[Aim of the exercise]:
After reading the entries below, report how many lines have the string "access" in them, giving the number alone.

[Information supplied]:
Segment Open

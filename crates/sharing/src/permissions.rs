//! Owner and viewer views of the permission graph.

use database::{reading_permission, user, Database, PermissionStatus, ReadingPermission};
use serde::Serialize;
use tracing::info;

use crate::error::{Result, SharingError};
use crate::notifier::display_name;

/// A grant together with the display name of the other party.
#[derive(Debug, Clone, PartialEq, Eq, Serialize)]
pub struct GrantSummary {
    #[serde(flatten)]
    pub permission: ReadingPermission,
    pub display_name: String,
}

/// Manages grants from the owner's side and lists them from the viewer's.
#[derive(Debug, Clone)]
pub struct PermissionManager {
    db: Database,
}

impl PermissionManager {
    pub fn new(db: Database) -> Self {
        Self { db }
    }

    /// Everyone `owner_id` has granted access to, active and blocked.
    pub async fn list_viewers(&self, owner_id: &str) -> Result<Vec<GrantSummary>> {
        let grants = reading_permission::list_for_owner(self.db.pool(), owner_id).await?;
        self.summarize(grants, |p| &p.viewer_id).await
    }

    /// Everyone whose readings `viewer_id` can currently see.
    pub async fn list_owners(&self, viewer_id: &str) -> Result<Vec<GrantSummary>> {
        let grants = reading_permission::list_active_for_viewer(self.db.pool(), viewer_id).await?;
        self.summarize(grants, |p| &p.owner_id).await
    }

    /// Suspend a viewer's access without removing the grant.
    pub async fn block_viewer(&self, owner_id: &str, viewer_id: &str) -> Result<ReadingPermission> {
        self.set_status(owner_id, viewer_id, PermissionStatus::Blocked).await
    }

    /// Restore a blocked viewer's access.
    pub async fn unblock_viewer(&self, owner_id: &str, viewer_id: &str) -> Result<ReadingPermission> {
        self.set_status(owner_id, viewer_id, PermissionStatus::Active).await
    }

    /// Remove a viewer's grant entirely.
    pub async fn remove_viewer(&self, owner_id: &str, viewer_id: &str) -> Result<()> {
        if !reading_permission::delete_permission(self.db.pool(), owner_id, viewer_id).await? {
            return Err(SharingError::not_found("ReadingPermission", viewer_id));
        }

        info!(owner_id, viewer_id, "Viewer removed");
        Ok(())
    }

    async fn set_status(&self, owner_id: &str, viewer_id: &str, status: PermissionStatus) -> Result<ReadingPermission> {
        let permission = reading_permission::set_status(self.db.pool(), owner_id, viewer_id, status)
            .await?
            .ok_or_else(|| SharingError::not_found("ReadingPermission", viewer_id))?;

        info!(owner_id, viewer_id, status = status.as_str(), "Viewer status changed");
        Ok(permission)
    }

    async fn summarize(
        &self,
        grants: Vec<ReadingPermission>,
        other_party: impl Fn(&ReadingPermission) -> &String,
    ) -> Result<Vec<GrantSummary>> {
        let mut summaries = Vec::with_capacity(grants.len());
        for permission in grants {
            let profile = user::find_user(self.db.pool(), other_party(&permission)).await?;
            summaries.push(GrantSummary {
                display_name: display_name(profile.as_ref()),
                permission,
            });
        }
        Ok(summaries)
    }
}
//! Per-user opt-in for out-of-app delivery channels.

use sqlx::SqliteExecutor;

use crate::error::Result;
use crate::models::{Channel, ChannelPreference};

/// Enable or disable a channel for a user.
pub async fn set_channel_enabled(
    executor: impl SqliteExecutor<'_>,
    user_id: &str,
    channel: Channel,
    enabled: bool,
) -> Result<ChannelPreference> {
    let row = sqlx::query_as::<_, ChannelPreference>(
        r#"
        INSERT INTO channel_preferences (user_id, channel, enabled)
        VALUES (?, ?, ?)
        ON CONFLICT(user_id, channel) DO UPDATE SET
            enabled = excluded.enabled,
            updated_at = datetime('now')
        RETURNING user_id, channel, enabled, updated_at
        "#,
    )
    .bind(user_id)
    .bind(channel)
    .bind(enabled)
    .fetch_one(executor)
    .await?;

    Ok(row)
}

/// All stored preferences for a user.
pub async fn list_preferences(executor: impl SqliteExecutor<'_>, user_id: &str) -> Result<Vec<ChannelPreference>> {
    let rows = sqlx::query_as::<_, ChannelPreference>(
        r#"
        SELECT user_id, channel, enabled, updated_at
        FROM channel_preferences
        WHERE user_id = ?
        ORDER BY channel
        "#,
    )
    .bind(user_id)
    .fetch_all(executor)
    .await?;

    Ok(rows)
}

/// Channels a user has opted into. Channels without a row are disabled.
pub async fn enabled_channels(executor: impl SqliteExecutor<'_>, user_id: &str) -> Result<Vec<Channel>> {
    let channels = sqlx::query_scalar::<_, Channel>(
        r#"
        SELECT channel
        FROM channel_preferences
        WHERE user_id = ? AND enabled = 1
        ORDER BY channel
        "#,
    )
    .bind(user_id)
    .fetch_all(executor)
    .await?;

    Ok(channels)
}

#[cfg(test)]
mod tests {
    use super::*;
    use crate::Database;

    async fn test_db() -> Database {
        let db = Database::connect("sqlite::memory:").await.unwrap();
        db.migrate().await.unwrap();
        db
    }

    #[tokio::test]
    async fn test_channels_default_disabled() {
        let db = test_db().await;
        assert!(enabled_channels(db.pool(), "user").await.unwrap().is_empty());
    }

    #[tokio::test]
    async fn test_toggle_channel() {
        let db = test_db().await;

        set_channel_enabled(db.pool(), "user", Channel::Push, true).await.unwrap();
        set_channel_enabled(db.pool(), "user", Channel::Email, true).await.unwrap();
        let channels = enabled_channels(db.pool(), "user").await.unwrap();
        assert_eq!(channels.len(), 2);
        assert!(channels.contains(&Channel::Push));

        let pref = set_channel_enabled(db.pool(), "user", Channel::Push, false).await.unwrap();
        assert!(!pref.enabled);
        assert_eq!(enabled_channels(db.pool(), "user").await.unwrap(), vec![Channel::Email]);
        assert_eq!(list_preferences(db.pool(), "user").await.unwrap().len(), 2);
    }
}
//! Vitals API server.

use std::sync::Arc;

use api::{AppState, Config};
use assistant::{Assistant, AssistantConfig, AssistantError, DisabledAssistant, OpenAiAssistant};
use database::Database;
use tracing::{info, warn};
use tracing_subscriber::EnvFilter;

#[tokio::main]
async fn main() -> Result<(), Box<dyn std::error::Error>> {
    // Load .env file if present
    let _ = dotenvy::dotenv();

    tracing_subscriber::fmt()
        .with_env_filter(EnvFilter::try_from_default_env().unwrap_or_else(|_| EnvFilter::new("info")))
        .init();

    let config = Config::from_env()?;
    info!(addr = %config.addr, "Starting Vitals API");

    let db = Database::connect(&config.database_url).await?;
    db.migrate().await?;

    let assistant = build_assistant()?;
    info!(assistant = assistant.name(), "Assistant ready");

    let state = AppState::new(db, assistant, config.assistant_history_turns);
    let app = api::app(state);

    info!(addr = %config.addr, "Vitals API listening");
    let listener = tokio::net::TcpListener::bind(config.addr).await?;
    axum::serve(listener, app).await?;

    Ok(())
}

/// Use the configured completions backend, or a disabled one when no key is set.
fn build_assistant() -> Result<Arc<dyn Assistant>, AssistantError> {
    match AssistantConfig::from_env() {
        Ok(config) => Ok(Arc::new(OpenAiAssistant::new(config)?)),
        Err(AssistantError::Configuration(reason)) => {
            warn!(%reason, "Assistant not configured; chat will answer 503");
            Ok(Arc::new(DisabledAssistant))
        }
        Err(e) => Err(e),
    }
}
//! Health reading routes.

use axum::extract::{Path, Query, State};
use axum::http::StatusCode;
use axum::Json;
use database::health_metric::MetricUpdate;
use database::{HealthMetric, NewHealthMetric};
use serde::Deserialize;
use sharing::{MetricQuery, RecordedMetric};

use crate::auth::CurrentUser;
use crate::error::Result;
use crate::state::AppState;

#[derive(Deserialize)]
pub struct UpdateBody {
    pub value: String,
    pub unit: String,
    pub notes: Option<String>,
    pub recorded_at: Option<String>,
}

/// `POST /api/metrics`: record a reading for the caller and fan it out.
pub async fn create(
    State(state): State<AppState>,
    user: CurrentUser,
    Json(body): Json<NewHealthMetric>,
) -> Result<(StatusCode, Json<RecordedMetric>)> {
    let recorded = state.metrics.record_metric(user.id(), body).await?;
    Ok((StatusCode::CREATED, Json(recorded)))
}

/// `GET /api/users/:owner_id/metrics`
pub async fn list_for_owner(
    State(state): State<AppState>,
    user: CurrentUser,
    Path(owner_id): Path<String>,
    Query(query): Query<MetricQuery>,
) -> Result<Json<Vec<HealthMetric>>> {
    let metrics = state.metrics.list_metrics(user.id(), &owner_id, &query).await?;
    Ok(Json(metrics))
}

/// `GET /api/metrics/:id`
pub async fn get(
    State(state): State<AppState>,
    user: CurrentUser,
    Path(id): Path<String>,
) -> Result<Json<HealthMetric>> {
    Ok(Json(state.metrics.get_metric(user.id(), &id).await?))
}

/// `PUT /api/metrics/:id`
pub async fn update(
    State(state): State<AppState>,
    user: CurrentUser,
    Path(id): Path<String>,
    Json(body): Json<UpdateBody>,
) -> Result<Json<HealthMetric>> {
    let update = MetricUpdate {
        value: body.value,
        unit: body.unit,
        notes: body.notes,
        recorded_at: body.recorded_at,
    };
    Ok(Json(state.metrics.update_metric(user.id(), &id, update).await?))
}

/// `DELETE /api/metrics/:id`
pub async fn delete(State(state): State<AppState>, user: CurrentUser, Path(id): Path<String>) -> Result<StatusCode> {
    state.metrics.delete_metric(user.id(), &id).await?;
    Ok(StatusCode::NO_CONTENT)
}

Segment Closed

[Exercise output]:
3